Entre le 15 novembre et le 13 décembre 2023, l'Arve et l'Isère ont connu plusieurs crues importantes dont certaines n'avaient plus été observées depuis plusieurs décennies. Fortement mobilisé pour appréhender ces phénomènes, prévoir leur évolution et informer les acteurs de terrains et les populations concernées, le Service de prévision des crues Alpes du Nord a été sur le pied de guerre des jours durant. Entretien avec Alain Gautheron, qui dirige le service depuis sa création en 2006 et qui nous parle avec autant de passion des progrès réalisés par ses équipes que de ceux qu'il leur restent à faire pour tendre vers des prévisions plus fiables à 24h00, notamment sur les petits bassins versants.

Le Service de prévision des crues (SPC) Alpes du nord a fait face le 15 novembre 2023 à une crue importante de l’Isère, puis à deux nouvelles crues début et mi-décembre.
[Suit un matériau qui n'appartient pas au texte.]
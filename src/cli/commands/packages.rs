//! Packages command implementation.
//!
//! The `reqz packages` command lists every installed package, by name or
//! by install location.

use crate::cli::args::PackagesArgs;
use crate::error::Result;
use crate::ui::UserInterface;

use super::context::CommandContext;
use super::dispatcher::{Command, CommandResult};
use super::display::package_line;

/// The packages command implementation.
pub struct PackagesCommand<'a> {
    context: &'a CommandContext,
    args: PackagesArgs,
}

impl<'a> PackagesCommand<'a> {
    /// Create a new packages command.
    pub fn new(context: &'a CommandContext, args: PackagesArgs) -> Self {
        Self { context, args }
    }
}

impl Command for PackagesCommand<'_> {
    fn execute(&self, ui: &mut dyn UserInterface) -> Result<CommandResult> {
        let installed = self.context.installed_packages()?;
        let packages = if self.args.location {
            installed.sorted_by_location()
        } else {
            installed.sorted_by_name()
        };

        let theme = self.context.theme();
        for package in packages {
            ui.message(&package_line(package, theme));
        }
        Ok(CommandResult::success())
    }
}

#[cfg(test)]
mod tests {
    use super::*;
    use crate::error::ReqzError;
    use crate::packages::{InstalledPackage, PackageSource};
    use crate::ui::MockUI;

    struct FixedPackages;

    impl PackageSource for FixedPackages {
        fn list_installed(&self, _local_only: bool) -> Result<Vec<InstalledPackage>> {
            Ok(vec![
                InstalledPackage::new("six", "1.16.0", "/a"),
                InstalledPackage::new("Docopt", "0.6.2", "/b"),
                InstalledPackage::new("attrs", "23.1.0", "/b"),
            ])
        }
    }

    struct BrokenPip;

    impl PackageSource for BrokenPip {
        fn list_installed(&self, _local_only: bool) -> Result<Vec<InstalledPackage>> {
            Err(ReqzError::PackageQuery {
                message: "no pip".into(),
            })
        }
    }

    fn names(ui: &MockUI) -> Vec<String> {
        ui.messages()
            .iter()
            .map(|m| m.split_whitespace().next().unwrap().to_string())
            .collect()
    }

    #[test]
    fn sorted_by_name() {
        let ctx = CommandContext::new("unused").with_package_source(Box::new(FixedPackages));
        let mut ui = MockUI::new();
        let result = PackagesCommand::new(&ctx, PackagesArgs::default())
            .execute(&mut ui)
            .unwrap();
        assert!(result.success);
        assert_eq!(names(&ui), ["attrs", "Docopt", "six"]);
    }

    #[test]
    fn sorted_by_location_keeps_name_order() {
        let ctx = CommandContext::new("unused").with_package_source(Box::new(FixedPackages));
        let mut ui = MockUI::new();
        PackagesCommand::new(&ctx, PackagesArgs { location: true })
            .execute(&mut ui)
            .unwrap();
        assert_eq!(names(&ui), ["six", "attrs", "Docopt"]);
    }

    #[test]
    fn query_failure_propagates() {
        let ctx = CommandContext::new("unused").with_package_source(Box::new(BrokenPip));
        let mut ui = MockUI::new();
        let err = PackagesCommand::new(&ctx, PackagesArgs::default())
            .execute(&mut ui)
            .unwrap_err();
        assert!(err.to_string().contains("Unable to retrieve packages with pip"));
    }
}
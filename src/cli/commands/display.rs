//! Shared display helpers.
//!
//! Line formats shared by `check`, `list`, `packages`, `duplicates` and
//! `info`, so they render requirements and packages consistently.

use crate::packages::InstalledPackage;
use crate::registry::PackageInfo;
use crate::requirements::{
    Duplicate, LatestStatus, MatchKind, Requirement, RequirementKind, Satisfaction, Status,
};
use crate::ui::{pluralize, ReqzTheme};

/// Width of the name column.
pub const NAME_WIDTH: usize = 30;

const INFO_WIDTH: usize = 76;
const INDENT: &str = "    ";

/// Name shown for a requirement; local paths show their path.
pub fn display_name(requirement: &Requirement) -> String {
    if requirement.has_name_identity() {
        requirement.name().to_string()
    } else {
        requirement.identity()
    }
}

/// The required-version column: `installed` when any spec pins version `0`.
pub fn required_display(requirement: &Requirement) -> String {
    if requirement.specs().iter().any(|spec| spec.version == "0") {
        "installed".to_string()
    } else {
        requirement.spec_string()
    }
}

/// A requirement line with the name padded, for lists.
pub fn aligned_requirement(requirement: &Requirement, theme: &ReqzTheme) -> String {
    if !matches!(requirement.kind(), RequirementKind::Registry) {
        return requirement.to_string();
    }
    let extras = if requirement.extras().is_empty() {
        String::new()
    } else {
        let extras: Vec<&str> = requirement.extras().iter().map(String::as_str).collect();
        format!("[{}]", extras.join(","))
    };
    let line = format!(
        "{:<width$}{} {}",
        theme.name.apply_to(requirement.name()),
        extras,
        theme.version.apply_to(requirement.spec_string()),
        width = NAME_WIDTH
    );
    line.trim_end().to_string()
}

/// The check status line for one requirement.
///
/// `Ok|Error`, name, installed version, marker, required specs.
pub fn status_line(status: &Status, theme: &ReqzTheme) -> String {
    let error = status.is_error();
    let verbose = if error {
        theme.error.apply_to("Error")
    } else {
        theme.ok.apply_to("Ok")
    };
    let installed = match (&status.installed_version, status.satisfaction) {
        (Some(version), _) => theme.version.apply_to(format!("v. {}", version)),
        (None, Satisfaction::Untracked) => theme.dim.apply_to("local".to_string()),
        (None, _) => theme.error.apply_to("not installed".to_string()),
    };
    let required_style = if error { &theme.error } else { &theme.ok };

    let line = format!(
        "{:<5} {:<name_width$} {:<13} {} {}",
        verbose,
        theme.name.apply_to(display_name(&status.requirement)),
        installed,
        marker(status.satisfaction, theme),
        required_style.apply_to(required_display(&status.requirement)),
        name_width = NAME_WIDTH
    );
    line.trim_end().to_string()
}

/// Suffix describing the registry's latest release.
pub fn latest_suffix(latest: &LatestStatus, theme: &ReqzTheme) -> String {
    let version_style = match latest.satisfaction {
        Satisfaction::Satisfied(MatchKind::Exact) => &theme.ok,
        Satisfaction::Satisfied(_) => &theme.warning,
        _ => &theme.error,
    };
    format!(
        "{} {}: {:<10}",
        marker(latest.satisfaction, theme),
        theme.registry.apply_to("latest"),
        version_style.apply_to(&latest.version)
    )
}

fn marker(satisfaction: Satisfaction, theme: &ReqzTheme) -> String {
    let symbol = satisfaction.marker();
    let style = match satisfaction {
        Satisfaction::Satisfied(MatchKind::Loose) => &theme.warning,
        Satisfaction::Unsatisfied | Satisfaction::NotInstalled => &theme.error,
        _ => return symbol.to_string(),
    };
    style.apply_to(symbol).to_string()
}

/// One installed package: name, version, location.
pub fn package_line(package: &InstalledPackage, theme: &ReqzTheme) -> String {
    let line = format!(
        "{:<name_width$} v. {:<12} {}",
        theme.name.apply_to(&package.name),
        theme.version.apply_to(package.version.as_str()),
        theme.location.apply_to(package.location().display()),
        name_width = NAME_WIDTH
    );
    line.trim_end().to_string()
}

/// `<name> has K duplicate(s)`, right-aligned.
pub fn duplicate_line(duplicate: &Duplicate, theme: &ReqzTheme) -> String {
    format!(
        "{:>name_width$} has {} {}",
        theme.name.apply_to(duplicate.requirement.name()),
        theme.count.apply_to(duplicate.count),
        pluralize(duplicate.count, "duplicate", "duplicates"),
        name_width = NAME_WIDTH
    )
}

/// Registry metadata as a block of lines.
pub fn package_info_lines(info: &PackageInfo, theme: &ReqzTheme) -> Vec<String> {
    let mut lines = Vec::new();

    let other_releases = info.release_count().saturating_sub(1);
    let release_count = if other_releases > 0 {
        format!(
            "(+{} {})",
            theme.count.apply_to(other_releases),
            pluralize(other_releases, "release", "releases")
        )
    } else {
        String::new()
    };
    let header = format!(
        "{:<name_width$} {:<10} {}",
        theme.name.apply_to(&info.name),
        theme.version.apply_to(&info.latest_version),
        release_count,
        name_width = NAME_WIDTH
    );
    lines.push(header.trim_end().to_string());

    if let Some(summary) = &info.summary {
        for line in wrap(summary, INFO_WIDTH - INDENT.len()) {
            lines.push(format!("{}{}", INDENT, theme.version.apply_to(line)));
        }
    }

    let author = info
        .author
        .as_ref()
        .map(|a| format!("{}: {}", theme.label.apply_to("Author"), theme.version.apply_to(a)));
    let email = info
        .author_email
        .as_ref()
        .map(|e| format!("<{}>", theme.version.apply_to(e)));
    match (author, email) {
        (Some(author), Some(email)) => lines.push(format!("{}{} {}", INDENT, author, email)),
        (Some(one), None) | (None, Some(one)) => lines.push(format!("{}{}", INDENT, one)),
        (None, None) => {}
    }

    if let Some(homepage) = &info.homepage {
        lines.push(format!(
            "{}{}: {}",
            INDENT,
            theme.label.apply_to("Homepage"),
            theme.version.apply_to(homepage)
        ));
    }

    if let Some((version, downloads)) = info.latest_release() {
        lines.push(format!(
            "{}{}: {} ({} dls, {} for all versions)",
            INDENT,
            theme.label.apply_to("Latest"),
            theme.version.apply_to(version),
            theme.count.apply_to(downloads),
            theme.count.apply_to(info.total_downloads())
        ));
    }

    lines
}

/// Greedy word wrap. Words longer than `width` get a line of their own.
fn wrap(text: &str, width: usize) -> Vec<String> {
    let mut lines = Vec::new();
    let mut current = String::new();
    for word in text.split_whitespace() {
        if !current.is_empty() && current.len() + 1 + word.len() > width {
            lines.push(std::mem::take(&mut current));
        }
        if !current.is_empty() {
            current.push(' ');
        }
        current.push_str(word);
    }
    if !current.is_empty() {
        lines.push(current);
    }
    lines
}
Cette séquence de crue est-elle exceptionnelle et de quel point de vue ?

Depuis que la création du SPC, il y a bientôt 20 ans, nous n’avons encore jamais observé une séquence de crue de cette importance sur une durée d’un mois. Il nous est cependant difficile d‘attribuer une fréquence de retour à cette séquence et donc de lui donner un éventuel caractère exceptionnel. Les enregistrements en continu des crues au format informatique datent des années 80 sur notre secteur et nous manquons encore cruellement de recul pour produire une analyse fine avec ces seules données. Prises individuellement, ces crues sont importantes mais pas exceptionnelles. Sur l'Isère à Grenoble, la période de retour du premier épisode est de l'ordre de 20 ans (c'est-à-dire une probabilité de 5 % d’observer une crue plus forte tous les ans), pour le deuxième épisode, c'est 5 ans (20 %) et pour le troisième, 10 ans (10 %).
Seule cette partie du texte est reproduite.